§ WORK TO BE COMPLETED:
What lines of the data below hold "accumulated"? Show them.

(Collected data)
◆ ◆ ◆
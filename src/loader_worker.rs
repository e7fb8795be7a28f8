use std::collections::{HashMap, HashSet};
use std::fmt::Debug;
use std::hash::Hash;
use std::marker::PhantomData;
use std::sync::Arc;

use futures::future::{BoxFuture, FutureExt};
use futures::stream::{FuturesUnordered, StreamExt};
use tokio::sync::mpsc;
use tokio::time::{self, Instant};

use crate::{
    batch_function::{BatchFunction, BatchResult},
    cache::Cache,
    config::LoaderConfig,
    error::LoadError,
    loader_op::{LoadRequest, LoaderOp},
    worker_stats::WorkerStats,
};

/// One dispatched chunk: its keys and whatever the batch function returned for them.
type Fetch<K, V> = BoxFuture<'static, (Vec<K>, BatchResult<K, V>)>;

/// A load request waiting on one or more keys that are staged or in flight.
struct PendingLoad<K, V> {
    request: LoadRequest<K, V>,
    results: Vec<Option<Result<V, LoadError>>>,
    remaining: usize,
}

impl<K, V> PendingLoad<K, V>
where
    V: Send + Debug + Clone,
{
    fn fill(&mut self, index: usize, result: &Result<V, LoadError>) {
        if self.results[index].is_none() {
            self.results[index] = Some(result.clone());
            self.remaining -= 1;
        }
    }

    fn respond(self) {
        let results = self.results.into_iter().map(|r| r.unwrap_or(Err(LoadError::Cancelled)));
        self.request.send_response(results);
    }
}

/// A `LoaderWorker` is the "single-thread" worker task that actually does the loading work. It is
/// the only owner of the cache and of the batch being accumulated, so none of that state is ever
/// shared between tasks.
///
/// Once started, it runs in a loop until the parent Loader aborts it's `JoinHandle` or drops the
/// request queue tx channel.
///
/// Each turn of the loop waits for whichever comes first:
///
/// 1. An op on the request queue.
/// 2. A dispatched batch returning from the `BatchFunction`.
/// 3. The accumulation window of the staged batch closing.
///
/// Load requests that can be answered from the cache are answered immediately, even while
/// batches are in flight. Missing keys that nobody is waiting on yet are staged (deduplicated, in
/// first-seen order) for the next batch; keys that are already staged or in flight only gain
/// another waiter, so each key is fetched by at most one batch at a time.
///
/// The staged batch is dispatched once its [`LoaderConfig::wait`] window closes, `max_batch` keys
/// are staged, or a Flush op arrives. Dispatching hands chunks of at most `max_batch` keys to the
/// `BatchFunction` and immediately starts a new, empty batch. When a chunk returns, values and
/// not-found outcomes are inserted into the cache and every waiter of each key is resolved.
/// Failures that are not cacheable (per-key failures and batch-level failures) are delivered to
/// the waiters only.
pub struct LoaderWorker<K, V, F, CacheT, ContextT>
where
    K: 'static + Eq + Hash + Debug + Clone + Send + Sync,
    V: 'static + Send + Debug + Clone,
    F: 'static + BatchFunction<Key = K, Value = V, Context = ContextT> + Send,
    CacheT: Cache<K = K, V = Result<V, LoadError>>,
    ContextT: Send + Sync + 'static,
{
    cache: CacheT,
    request_rx: mpsc::UnboundedReceiver<LoaderOp<K, V>>,
    config: LoaderConfig,
    /// Keys of the batch being accumulated, in first-seen order.
    keys_to_load: Vec<K>,
    staged: HashSet<K>,
    /// When the batch being accumulated has to be dispatched at the latest.
    window: Option<Instant>,
    dispatch_now: bool,
    /// Requesters of every staged or in-flight key, as (request id, position in the request).
    waiters: HashMap<K, Vec<(u64, usize)>>,
    pending_requests: HashMap<u64, PendingLoad<K, V>>,
    next_request_id: u64,
    context: Arc<ContextT>,
    stats: WorkerStats,
    phantom_batch_function: PhantomData<F>,
}

impl<K, V, F, CacheT, ContextT> LoaderWorker<K, V, F, CacheT, ContextT>
where
    K: 'static + Eq + Hash + Debug + Clone + Send + Sync,
    V: 'static + Send + Debug + Clone,
    F: 'static + BatchFunction<Key = K, Value = V, Context = ContextT> + Send,
    CacheT: Cache<K = K, V = Result<V, LoadError>>,
    ContextT: Send + Sync + 'static,
{
    pub fn new(
        cache: CacheT,
        request_rx: mpsc::UnboundedReceiver<LoaderOp<K, V>>,
        context: ContextT,
        config: LoaderConfig,
    ) -> Self {
        Self {
            cache,
            request_rx,
            config,
            keys_to_load: Vec::new(),
            staged: HashSet::new(),
            window: None,
            dispatch_now: false,
            waiters: HashMap::new(),
            pending_requests: HashMap::new(),
            next_request_id: 0,
            context: Arc::new(context),
            stats: WorkerStats::new(std::any::type_name::<(K, V)>()),
            phantom_batch_function: PhantomData,
        }
    }

    pub async fn start(mut self) {
        let mut in_flight: FuturesUnordered<Fetch<K, V>> = FuturesUnordered::new();

        loop {
            let window = self.window;
            tokio::select! {
                op = self.request_rx.recv() => match op {
                    Some(op) => self.mux_op(op),
                    None => {
                        tracing::info!("Tx channel closed. Terminating LoaderWorker.");
                        return;
                    }
                },
                Some((keys, outcome)) = in_flight.next(), if !in_flight.is_empty() => {
                    self.complete(keys, outcome);
                }
                _ = time::sleep_until(window.unwrap_or_else(Instant::now)), if window.is_some() => {
                    // Every requester of the staged batch is waiting on a result.
                    self.dispatch_now = true;
                }
            }

            // Let requests that are already queued join the batch before deciding on dispatch.
            if !self.drain_queue() {
                tracing::info!("Tx channel closed. Terminating LoaderWorker.");
                return;
            }
            if self.keys_to_load.is_empty() {
                continue;
            }
            if self.config.wait.is_zero() && !self.dispatch_now {
                // Give requesters that are already runnable one chance to join the batch.
                tokio::task::yield_now().await;
                if !self.drain_queue() {
                    return;
                }
                self.dispatch_now = true;
            }
            if self.dispatch_now || self.keys_to_load.len() >= self.config.max_batch {
                for fetch in self.dispatch() {
                    in_flight.push(fetch);
                }
            }
        }
    }

    /// Handles every op already queued without waiting. Returns false once the request channel
    /// is closed.
    fn drain_queue(&mut self) -> bool {
        loop {
            match self.request_rx.recv().now_or_never() {
                Some(Some(op)) => self.mux_op(op),
                Some(None) => return false,
                None => return true,
            }
        }
    }

    #[tracing::instrument(level = "trace", skip(self))]
    fn mux_op(&mut self, op: LoaderOp<K, V>) {
        match op {
            LoaderOp::Load(request) => self.stage(request),
            LoaderOp::Prime(key, value) => self.prime(key, value),
            LoaderOp::PrimeMany(key_vals) => {
                for (key, value) in key_vals {
                    self.prime(key, value);
                }
            }
            // A flush only applies to the batch being accumulated when it arrives.
            LoaderOp::Flush if self.keys_to_load.is_empty() => {
                tracing::trace!("nothing staged, ignoring flush");
            }
            LoaderOp::Flush => self.dispatch_now = true,
            LoaderOp::Stats(response_tx) => {
                if let Err(e) = response_tx.send(self.stats.clone()) {
                    tracing::error!(?e, "receiver dropped");
                }
            }
        }
    }

    fn stage(&mut self, request: LoadRequest<K, V>) {
        let keys = request.keys().to_vec();
        let results = self.cache.get(&keys).into_iter().map(|v| v.cloned()).collect::<Vec<_>>();
        let hits = results.iter().filter(|v| v.is_some()).count();
        self.stats.record_load_request(keys.len() as u32);
        self.stats.record_cache_hits(hits as u32);

        if hits == keys.len() {
            request.send_response(results.into_iter().flatten());
            return;
        }

        let id = self.next_request_id;
        self.next_request_id += 1;

        let mut keys_to_load = Vec::new();
        for (index, key) in keys.into_iter().enumerate() {
            if results[index].is_some() {
                continue;
            }
            let joins_existing = self.waiters.contains_key(&key);
            self.waiters.entry(key.clone()).or_default().push((id, index));
            if !joins_existing {
                keys_to_load.push(key);
            }
        }
        tracing::debug!(requested_keys = ?request.keys(), ?keys_to_load);
        for key in keys_to_load {
            if self.keys_to_load.is_empty() {
                self.window = Some(Instant::now() + self.config.wait);
            }
            self.staged.insert(key.clone());
            self.keys_to_load.push(key);
        }

        let remaining = results.iter().filter(|v| v.is_none()).count();
        self.pending_requests.insert(id, PendingLoad { request, results, remaining });
    }

    fn prime(&mut self, key: K, value: V) {
        // A primed key no longer needs fetching; its waiters resolve from the primed value.
        if self.staged.remove(&key) {
            self.keys_to_load.retain(|k| k != &key);
            if self.keys_to_load.is_empty() {
                self.window = None;
                self.dispatch_now = false;
            }
        }
        let result = Ok(value);
        if let Some(waiters) = self.waiters.remove(&key) {
            self.notify(waiters, &result);
        }
        self.cache.insert(key, result);
    }

    /// Moves the staged batch into fetches and starts a new, empty batch.
    fn dispatch(&mut self) -> Vec<Fetch<K, V>> {
        let keys = std::mem::take(&mut self.keys_to_load);
        self.staged.clear();
        self.window = None;
        self.dispatch_now = false;
        tracing::debug!(?keys, "dispatching batch");

        keys.chunks(self.config.max_batch.max(1))
            .map(|chunk| {
                self.stats.record_load_exec(chunk.len() as u32);
                let chunk = chunk.to_vec();
                let context = self.context.clone();
                async move {
                    let outcome = F::load(&chunk, &context).await;
                    (chunk, outcome)
                }
                .boxed()
            })
            .collect()
    }

    #[tracing::instrument(skip(self, outcome))]
    fn complete(&mut self, keys: Vec<K>, outcome: BatchResult<K, V>) {
        match outcome {
            Ok(loaded_keyvals) => {
                let mut loaded = loaded_keyvals.into_iter().collect::<HashMap<_, _>>();
                let mut loaded_count = 0;
                for key in &keys {
                    let result = match loaded.remove(key) {
                        Some(Ok(value)) => {
                            loaded_count += 1;
                            Ok(value)
                        }
                        Some(Err(e)) => Err(LoadError::from_key_error(key, e)),
                        None => Err(LoadError::not_found(key)),
                    };
                    self.settle(key, result);
                }
                if !loaded.is_empty() {
                    let unrequested = loaded.keys().collect::<Vec<_>>();
                    tracing::debug!(?unrequested, "ignoring unrequested keys");
                }
                tracing::debug!(loaded_count, "batch loaded");
                self.stats.record_load_exec_completed(loaded_count);
            }
            Err(error) => {
                tracing::warn!(%error, "batch fetch failed");
                self.stats.record_failed_load();
                for key in &keys {
                    self.settle(key, Err(LoadError::BatchFetchFailure(error.clone())));
                }
            }
        }
    }

    fn settle(&mut self, key: &K, result: Result<V, LoadError>) {
        // Keys primed while their fetch was in flight keep the primed value.
        let waiters = match self.waiters.remove(key) {
            Some(waiters) => waiters,
            None => return,
        };
        self.notify(waiters, &result);
        let cacheable = match &result {
            Ok(_) => true,
            Err(e) => e.is_cacheable(),
        };
        if cacheable {
            self.cache.insert(key.clone(), result);
        }
    }

    fn notify(&mut self, waiters: Vec<(u64, usize)>, result: &Result<V, LoadError>) {
        for (id, index) in waiters {
            let done = match self.pending_requests.get_mut(&id) {
                Some(pending) => {
                    pending.fill(index, result);
                    pending.remaining == 0
                }
                None => false,
            };
            if done {
                if let Some(pending) = self.pending_requests.remove(&id) {
                    pending.respond();
                }
            }
        }
    }
}

impl<K, V, F, CacheT, ContextT> Drop for LoaderWorker<K, V, F, CacheT, ContextT>
where
    K: 'static + Eq + Hash + Debug + Clone + Send + Sync,
    V: 'static + Send + Debug + Clone,
    F: 'static + BatchFunction<Key = K, Value = V, Context = ContextT> + Send,
    CacheT: Cache<K = K, V = Result<V, LoadError>>,
    ContextT: Send + Sync + 'static,
{
    fn drop(&mut self) {
        self.cache.flush();
        tracing::debug!(
            worker_stats = ?self.stats,
            pending = self.pending_requests.len(),
            "LoaderWorker dropped"
        );
    }
}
◆ ◆ ◆
§ RESULT BELOW:
/// the only owner of the cache and of the batch being accumulated, so none of that state is ever
    /// Keys of the batch being accumulated, in first-seen order.
    /// When the batch being accumulated has to be dispatched at the latest.
            // A flush only applies to the batch being accumulated when it arrives.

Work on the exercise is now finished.